━━━━━ INFORMATION SUPPLIED ━━━━━
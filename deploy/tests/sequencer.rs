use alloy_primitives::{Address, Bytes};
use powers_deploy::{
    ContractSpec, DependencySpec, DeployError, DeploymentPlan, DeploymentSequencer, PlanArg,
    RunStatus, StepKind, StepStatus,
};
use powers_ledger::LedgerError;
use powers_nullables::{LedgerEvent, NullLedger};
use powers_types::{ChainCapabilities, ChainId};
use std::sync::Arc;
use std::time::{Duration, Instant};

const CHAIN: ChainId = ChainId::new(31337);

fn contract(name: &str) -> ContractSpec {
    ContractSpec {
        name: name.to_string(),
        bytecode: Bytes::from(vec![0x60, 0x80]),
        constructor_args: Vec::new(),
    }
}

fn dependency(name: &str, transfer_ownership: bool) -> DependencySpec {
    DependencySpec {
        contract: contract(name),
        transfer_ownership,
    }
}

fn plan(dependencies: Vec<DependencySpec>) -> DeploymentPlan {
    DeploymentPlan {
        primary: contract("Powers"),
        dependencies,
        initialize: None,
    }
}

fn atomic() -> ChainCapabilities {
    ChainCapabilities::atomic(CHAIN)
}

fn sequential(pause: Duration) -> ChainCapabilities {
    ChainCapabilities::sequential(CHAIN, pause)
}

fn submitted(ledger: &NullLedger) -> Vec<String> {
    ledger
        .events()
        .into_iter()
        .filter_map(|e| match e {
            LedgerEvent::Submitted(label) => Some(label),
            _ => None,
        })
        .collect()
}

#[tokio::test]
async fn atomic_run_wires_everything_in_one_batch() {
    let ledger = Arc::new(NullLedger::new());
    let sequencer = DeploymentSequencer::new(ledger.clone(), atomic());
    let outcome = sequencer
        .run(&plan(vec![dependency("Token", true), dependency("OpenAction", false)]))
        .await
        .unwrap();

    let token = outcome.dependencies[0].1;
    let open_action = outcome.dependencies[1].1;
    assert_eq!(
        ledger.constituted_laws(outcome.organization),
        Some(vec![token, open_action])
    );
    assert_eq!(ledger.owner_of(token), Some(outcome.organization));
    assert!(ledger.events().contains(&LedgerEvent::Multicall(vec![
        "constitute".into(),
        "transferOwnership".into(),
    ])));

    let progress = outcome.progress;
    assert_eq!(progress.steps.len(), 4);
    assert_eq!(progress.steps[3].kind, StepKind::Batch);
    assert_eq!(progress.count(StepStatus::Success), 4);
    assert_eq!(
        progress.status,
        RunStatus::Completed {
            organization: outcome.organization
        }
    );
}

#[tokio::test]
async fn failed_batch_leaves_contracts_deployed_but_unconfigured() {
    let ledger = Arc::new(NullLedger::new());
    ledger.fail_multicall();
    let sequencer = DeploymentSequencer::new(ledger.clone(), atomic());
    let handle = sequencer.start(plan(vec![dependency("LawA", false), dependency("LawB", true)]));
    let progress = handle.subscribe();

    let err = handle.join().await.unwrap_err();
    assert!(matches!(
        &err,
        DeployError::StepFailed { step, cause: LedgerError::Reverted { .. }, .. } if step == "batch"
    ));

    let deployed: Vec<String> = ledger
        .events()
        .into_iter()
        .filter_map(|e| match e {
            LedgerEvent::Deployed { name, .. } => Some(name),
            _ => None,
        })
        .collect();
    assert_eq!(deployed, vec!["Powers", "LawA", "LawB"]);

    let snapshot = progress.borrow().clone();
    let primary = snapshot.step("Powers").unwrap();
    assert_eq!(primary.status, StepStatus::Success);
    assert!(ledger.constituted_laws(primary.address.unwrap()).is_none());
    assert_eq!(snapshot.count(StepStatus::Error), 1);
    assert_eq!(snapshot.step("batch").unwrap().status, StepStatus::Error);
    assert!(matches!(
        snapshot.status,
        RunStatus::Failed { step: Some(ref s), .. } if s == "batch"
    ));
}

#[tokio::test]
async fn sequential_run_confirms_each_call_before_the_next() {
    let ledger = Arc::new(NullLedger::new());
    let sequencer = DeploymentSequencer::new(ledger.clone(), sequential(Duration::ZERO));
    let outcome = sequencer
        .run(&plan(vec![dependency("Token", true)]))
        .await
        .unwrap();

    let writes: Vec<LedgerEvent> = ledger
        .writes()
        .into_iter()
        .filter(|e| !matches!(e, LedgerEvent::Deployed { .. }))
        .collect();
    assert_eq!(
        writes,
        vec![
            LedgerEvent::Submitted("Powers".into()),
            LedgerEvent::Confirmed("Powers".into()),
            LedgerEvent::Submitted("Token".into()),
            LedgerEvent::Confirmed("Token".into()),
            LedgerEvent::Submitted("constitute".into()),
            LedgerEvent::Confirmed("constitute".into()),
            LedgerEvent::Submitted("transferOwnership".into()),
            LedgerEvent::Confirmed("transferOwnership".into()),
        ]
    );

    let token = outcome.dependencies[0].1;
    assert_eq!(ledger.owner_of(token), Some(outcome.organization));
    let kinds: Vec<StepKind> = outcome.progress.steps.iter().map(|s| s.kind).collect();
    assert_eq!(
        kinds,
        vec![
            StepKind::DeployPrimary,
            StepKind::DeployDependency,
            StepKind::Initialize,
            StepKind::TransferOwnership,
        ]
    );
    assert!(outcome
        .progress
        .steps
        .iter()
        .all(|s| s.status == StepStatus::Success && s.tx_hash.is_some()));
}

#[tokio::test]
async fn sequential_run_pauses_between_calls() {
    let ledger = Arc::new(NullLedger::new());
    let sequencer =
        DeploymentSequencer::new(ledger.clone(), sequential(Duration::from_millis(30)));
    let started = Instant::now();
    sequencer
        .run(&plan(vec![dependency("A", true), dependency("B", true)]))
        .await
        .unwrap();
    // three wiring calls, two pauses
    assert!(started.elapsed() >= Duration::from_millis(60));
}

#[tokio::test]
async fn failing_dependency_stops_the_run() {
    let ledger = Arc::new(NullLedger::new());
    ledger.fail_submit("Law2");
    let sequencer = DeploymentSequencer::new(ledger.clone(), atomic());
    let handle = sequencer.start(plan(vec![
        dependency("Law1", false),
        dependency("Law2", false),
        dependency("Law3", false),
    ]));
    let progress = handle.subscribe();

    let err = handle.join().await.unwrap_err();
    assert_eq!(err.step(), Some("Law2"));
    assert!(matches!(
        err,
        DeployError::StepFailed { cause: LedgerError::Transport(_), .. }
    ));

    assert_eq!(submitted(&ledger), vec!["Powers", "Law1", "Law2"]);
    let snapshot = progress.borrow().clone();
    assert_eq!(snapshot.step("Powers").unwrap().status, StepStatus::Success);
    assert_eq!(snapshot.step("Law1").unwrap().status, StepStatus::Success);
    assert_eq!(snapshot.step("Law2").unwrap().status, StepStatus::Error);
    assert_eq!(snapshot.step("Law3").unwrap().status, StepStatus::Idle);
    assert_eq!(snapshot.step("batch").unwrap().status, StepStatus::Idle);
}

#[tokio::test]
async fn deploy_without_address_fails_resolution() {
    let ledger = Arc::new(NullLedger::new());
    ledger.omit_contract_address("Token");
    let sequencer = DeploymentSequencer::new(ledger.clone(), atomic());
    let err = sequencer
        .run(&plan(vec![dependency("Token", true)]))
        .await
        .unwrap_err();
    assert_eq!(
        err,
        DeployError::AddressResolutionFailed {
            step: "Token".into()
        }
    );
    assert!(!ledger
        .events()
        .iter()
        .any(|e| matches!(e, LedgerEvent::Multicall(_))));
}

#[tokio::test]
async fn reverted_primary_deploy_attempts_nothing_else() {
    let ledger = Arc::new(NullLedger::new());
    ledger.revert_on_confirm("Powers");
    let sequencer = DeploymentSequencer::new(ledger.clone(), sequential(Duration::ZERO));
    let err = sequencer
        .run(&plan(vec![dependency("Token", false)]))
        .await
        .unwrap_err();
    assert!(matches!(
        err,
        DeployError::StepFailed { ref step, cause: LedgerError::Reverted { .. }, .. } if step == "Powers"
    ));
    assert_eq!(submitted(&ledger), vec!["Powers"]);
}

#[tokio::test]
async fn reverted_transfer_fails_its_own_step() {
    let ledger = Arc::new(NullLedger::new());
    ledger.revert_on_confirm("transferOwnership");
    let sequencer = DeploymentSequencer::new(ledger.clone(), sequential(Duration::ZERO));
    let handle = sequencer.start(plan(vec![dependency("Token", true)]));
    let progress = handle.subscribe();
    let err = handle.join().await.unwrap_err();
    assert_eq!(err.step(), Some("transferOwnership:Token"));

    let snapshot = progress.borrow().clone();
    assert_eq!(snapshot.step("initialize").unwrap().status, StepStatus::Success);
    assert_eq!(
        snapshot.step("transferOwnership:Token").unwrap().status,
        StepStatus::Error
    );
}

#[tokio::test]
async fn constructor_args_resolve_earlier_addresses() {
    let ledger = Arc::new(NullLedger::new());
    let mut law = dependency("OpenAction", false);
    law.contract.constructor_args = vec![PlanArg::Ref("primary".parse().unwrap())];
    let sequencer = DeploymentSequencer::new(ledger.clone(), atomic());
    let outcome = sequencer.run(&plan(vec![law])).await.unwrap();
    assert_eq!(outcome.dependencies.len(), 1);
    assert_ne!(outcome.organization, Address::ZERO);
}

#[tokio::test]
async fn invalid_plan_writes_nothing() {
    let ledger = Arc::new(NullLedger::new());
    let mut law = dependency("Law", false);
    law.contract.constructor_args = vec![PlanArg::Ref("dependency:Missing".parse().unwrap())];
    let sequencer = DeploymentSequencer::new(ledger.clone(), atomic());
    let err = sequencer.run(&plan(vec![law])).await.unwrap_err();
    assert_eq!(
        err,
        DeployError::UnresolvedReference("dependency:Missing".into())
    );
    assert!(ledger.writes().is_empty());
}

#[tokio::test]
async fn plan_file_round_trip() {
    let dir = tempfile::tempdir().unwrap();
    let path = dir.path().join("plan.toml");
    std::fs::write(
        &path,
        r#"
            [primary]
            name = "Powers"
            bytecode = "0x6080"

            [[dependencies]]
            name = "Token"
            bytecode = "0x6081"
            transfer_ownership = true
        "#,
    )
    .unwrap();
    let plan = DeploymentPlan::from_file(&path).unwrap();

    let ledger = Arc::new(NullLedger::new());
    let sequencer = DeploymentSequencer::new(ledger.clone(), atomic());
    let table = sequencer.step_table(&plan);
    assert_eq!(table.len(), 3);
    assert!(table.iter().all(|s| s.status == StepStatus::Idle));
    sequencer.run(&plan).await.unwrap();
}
━━━━━
> [BRIEF]:
Send back exactly, with nothing added, the lines from the first line of the material above through the line holding "fn contract(name: &str)"; both ends are included.

> [PROBLEM SOLUTION]:
filename deploy/tests/sequencer.rs
use alloy_primitives::{Address, Bytes};
use powers_deploy::{
    ContractSpec, DependencySpec, DeployError, DeploymentPlan, DeploymentSequencer, PlanArg,
    RunStatus, StepKind, StepStatus,
};
use powers_ledger::LedgerError;
use powers_nullables::{LedgerEvent, NullLedger};
use powers_types::{ChainCapabilities, ChainId};
use std::sync::Arc;
use std::time::{Duration, Instant};

const CHAIN: ChainId = ChainId::new(31337);

fn contract(name: &str) -> ContractSpec {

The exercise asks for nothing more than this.